The task
Reproduce exactly the lines below, from the first through the one containing "use std::fmt;", and nothing more.

(Stored data entries)
★ ★ ★

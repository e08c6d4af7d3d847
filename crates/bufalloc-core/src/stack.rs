//! LIFO (stack) allocator.
//!
//! Every allocation is preceded by a two-word header: the offset of the
//! previous header and the allocator offset before the allocation was made.
//! The header chain, rooted at the current top, is the only record of
//! allocation history, so any number of allocations can be unwound in
//! reverse order.
//!
//! ```text
//!   ┌─────┬────────┬───────────┬─────┬────────┬───────────┬──────────┐
//!   │ pad │ header │ payload 1 │ pad │ header │ payload 2 │   free   │
//!   └─────┴────────┴───────────┴─────┴───┬────┴───────────┴──────────┘
//!            ▲                           │
//!            └──────── prev link ────────┘ (top)
//! ```

use std::fmt;

use crate::align::align_with_header;
use crate::config::AllocatorConfig;
use crate::error::AllocError;
use crate::header::{WORD, encode, link, read_word, write_word};
use crate::log::{LifecycleLog, LogLevel, LogRecord};

/// Size of the header stored in front of each payload.
pub const HEADER_SIZE: usize = 2 * WORD;

/// Linear allocator with multi-level LIFO undo.
pub struct Stack<'a> {
    buf: &'a mut [u8],
    curr_offset: usize,
    curr_header: Option<usize>,
    align: usize,
    log: LifecycleLog,
}

impl<'a> Stack<'a> {
    pub fn new(buf: &'a mut [u8]) -> Self {
        Self::with_config(buf, &AllocatorConfig::from_env())
    }

    pub fn with_config(buf: &'a mut [u8], config: &AllocatorConfig) -> Self {
        Self {
            buf,
            curr_offset: 0,
            curr_header: None,
            align: config.align,
            log: LifecycleLog::new("stack", config.log_level, config.failure_policy),
        }
    }

    fn base(&self) -> usize {
        self.buf.as_ptr() as usize
    }

    pub fn alloc(&mut self, size: usize) -> Result<usize, AllocError> {
        self.alloc_aligned(size, self.align)
    }

    /// Allocates `size` zeroed bytes at `align`, with a header in front.
    pub fn alloc_aligned(&mut self, size: usize, align: usize) -> Result<usize, AllocError> {
        let base = self.base();
        let payload = match align_with_header(base + self.curr_offset, align, HEADER_SIZE) {
            Ok(ptr) => ptr - base,
            Err(err) => return Err(self.log.reject("alloc", err, None, Some(size))),
        };
        let capacity = self.buf.len();
        let end = match payload.checked_add(size) {
            Some(end) if end <= capacity => end,
            _ => {
                let err = AllocError::OutOfBounds {
                    offset: payload,
                    requested: size,
                    capacity,
                };
                return Err(self.log.reject("alloc", err, Some(payload), Some(size)));
            }
        };

        let header = payload - HEADER_SIZE;
        self.write_header(header, self.curr_header, self.curr_offset)?;
        self.curr_header = Some(header);
        self.curr_offset = end;
        self.buf[payload..end].fill(0);
        self.log.record(
            LogLevel::Trace,
            "alloc",
            "alloc",
            Some(payload),
            Some(size),
            "success",
            format_args!("header={header} curr_offset={end}"),
        );
        Ok(payload)
    }

    pub fn resize_last(
        &mut self,
        offset: Option<usize>,
        old_size: usize,
        new_size: usize,
    ) -> Result<usize, AllocError> {
        self.resize_last_aligned(offset, old_size, new_size, self.align)
    }

    /// Resizes an allocation.
    ///
    /// Only the top allocation can change size in place; any other is copied
    /// into a fresh allocation pushed on top. `None` allocates.
    pub fn resize_last_aligned(
        &mut self,
        offset: Option<usize>,
        old_size: usize,
        new_size: usize,
        align: usize,
    ) -> Result<usize, AllocError> {
        let Some(offset) = offset else {
            return self.alloc_aligned(new_size, align);
        };

        let capacity = self.buf.len();
        if offset > capacity {
            let err = AllocError::ResizeOutOfBounds { offset, capacity };
            return Err(self.log.reject("resize", err, Some(offset), Some(new_size)));
        }

        if self.top() == Some(offset) {
            let end = match offset.checked_add(new_size) {
                Some(end) if end <= capacity => end,
                _ => {
                    let err = AllocError::OutOfBounds {
                        offset,
                        requested: new_size,
                        capacity,
                    };
                    return Err(self.log.reject("resize", err, Some(offset), Some(new_size)));
                }
            };
            if new_size > old_size {
                self.buf[offset + old_size..end].fill(0);
            }
            self.curr_offset = end;
            self.log.record(
                LogLevel::Trace,
                "resize",
                "resize_in_place",
                Some(offset),
                Some(new_size),
                "success",
                format_args!("old_size={old_size}"),
            );
            return Ok(offset);
        }

        let keep = old_size.min(new_size);
        if offset.checked_add(keep).is_none_or(|end| end > capacity) {
            let err = AllocError::ResizeOutOfBounds { offset, capacity };
            return Err(self.log.reject("resize", err, Some(offset), Some(new_size)));
        }
        let moved = self.alloc_aligned(new_size, align)?;
        self.buf.copy_within(offset..offset + keep, moved);
        self.log.record(
            LogLevel::Debug,
            "resize",
            "resize_move",
            Some(moved),
            Some(new_size),
            "success",
            format_args!("old_offset={offset} old_size={old_size}"),
        );
        Ok(moved)
    }

    /// Releases the top allocation.
    ///
    /// Returns `false` (and logs a warning) when there is nothing to pop.
    pub fn pop(&mut self) -> Result<bool, AllocError> {
        let Some(header) = self.curr_header else {
            self.log.record(
                LogLevel::Warn,
                "pop",
                "pop_empty",
                None,
                None,
                "noop",
                "no allocation to pop",
            );
            return Ok(false);
        };
        let (prev, restored) = match self.read_header(header) {
            Some(fields) => fields,
            None => {
                let err = AllocError::CorruptHeader { offset: header };
                return Err(self.log.reject("pop", err, Some(header), None));
            }
        };
        self.curr_header = prev;
        self.curr_offset = restored;
        self.log.record(
            LogLevel::Trace,
            "pop",
            "pop",
            Some(header + HEADER_SIZE),
            None,
            "success",
            format_args!("curr_offset={restored}"),
        );
        Ok(true)
    }

    /// Forgets every allocation.
    pub fn reset(&mut self) {
        self.curr_header = None;
        self.curr_offset = 0;
        self.log
            .record(LogLevel::Debug, "reset", "reset", None, None, "success", "");
    }

    fn write_header(
        &mut self,
        header: usize,
        prev: Option<usize>,
        restored: usize,
    ) -> Result<(), AllocError> {
        let written = write_word(self.buf, header, encode(prev))
            .and_then(|()| write_word(self.buf, header + WORD, restored));
        if written.is_some() {
            return Ok(());
        }
        let err = AllocError::CorruptHeader { offset: header };
        Err(self.log.reject("alloc", err, Some(header), None))
    }

    /// Header fields: previous header link and the offset to restore.
    fn read_header(&self, header: usize) -> Option<(Option<usize>, usize)> {
        let prev = link(read_word(self.buf, header)?);
        let restored = read_word(self.buf, header + WORD)?;
        // Links only ever point backwards; anything else is a clobbered header.
        if prev.is_some_and(|p| p >= header) || restored > header {
            return None;
        }
        Some((prev, restored))
    }

    /// Offset of the top allocation's payload.
    #[must_use]
    pub fn top(&self) -> Option<usize> {
        self.curr_header.map(|h| h + HEADER_SIZE)
    }

    /// Number of live allocations, found by walking the header chain.
    #[must_use]
    pub fn depth(&self) -> usize {
        let mut depth = 0;
        let mut current = self.curr_header;
        while let Some(header) = current {
            depth += 1;
            current = self.read_header(header).and_then(|(prev, _)| prev);
        }
        depth
    }

    #[must_use]
    pub fn capacity(&self) -> usize {
        self.buf.len()
    }

    #[must_use]
    pub fn curr_offset(&self) -> usize {
        self.curr_offset
    }

    pub fn bytes(&self, offset: usize, len: usize) -> Result<&[u8], AllocError> {
        let capacity = self.buf.len();
        offset
            .checked_add(len)
            .and_then(|end| self.buf.get(offset..end))
            .ok_or(AllocError::ForeignOffset { offset, capacity })
    }

    pub fn bytes_mut(&mut self, offset: usize, len: usize) -> Result<&mut [u8], AllocError> {
        let capacity = self.buf.len();
        offset
            .checked_add(len)
            .and_then(|end| self.buf.get_mut(offset..end))
            .ok_or(AllocError::ForeignOffset { offset, capacity })
    }

    pub fn lifecycle_logs(&self) -> &[LogRecord] {
        self.log.records()
    }

    pub fn drain_lifecycle_logs(&mut self) -> Vec<LogRecord> {
        self.log.drain()
    }

    pub fn log_mut(&mut self) -> &mut LifecycleLog {
        &mut self.log
    }
}

impl fmt::Debug for Stack<'_> {
    fn fmt(&self, f: &mut fmt::Formatter<'_>) -> fmt::Result {
        f.debug_struct("Stack")
            .field("capacity", &self.buf.len())
            .field("curr_offset", &self.curr_offset)
            .field("curr_header", &self.curr_header)
            .field("align", &self.align)
            .finish_non_exhaustive()
    }
}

★ ★ ★

Your response
repository e08c6d4af7d3d847
filename crates/bufalloc-core/src/stack.rs
//! LIFO (stack) allocator.
//!
//! Every allocation is preceded by a two-word header: the offset of the
//! previous header and the allocator offset before the allocation was made.
//! The header chain, rooted at the current top, is the only record of
//! allocation history, so any number of allocations can be unwound in
//! reverse order.
//!
//! ```text
//!   ┌─────┬────────┬───────────┬─────┬────────┬───────────┬──────────┐
//!   │ pad │ header │ payload 1 │ pad │ header │ payload 2 │   free   │
//!   └─────┴────────┴───────────┴─────┴───┬────┴───────────┴──────────┘
//!            ▲                           │
//!            └──────── prev link ────────┘ (top)
//! ```

use std::fmt;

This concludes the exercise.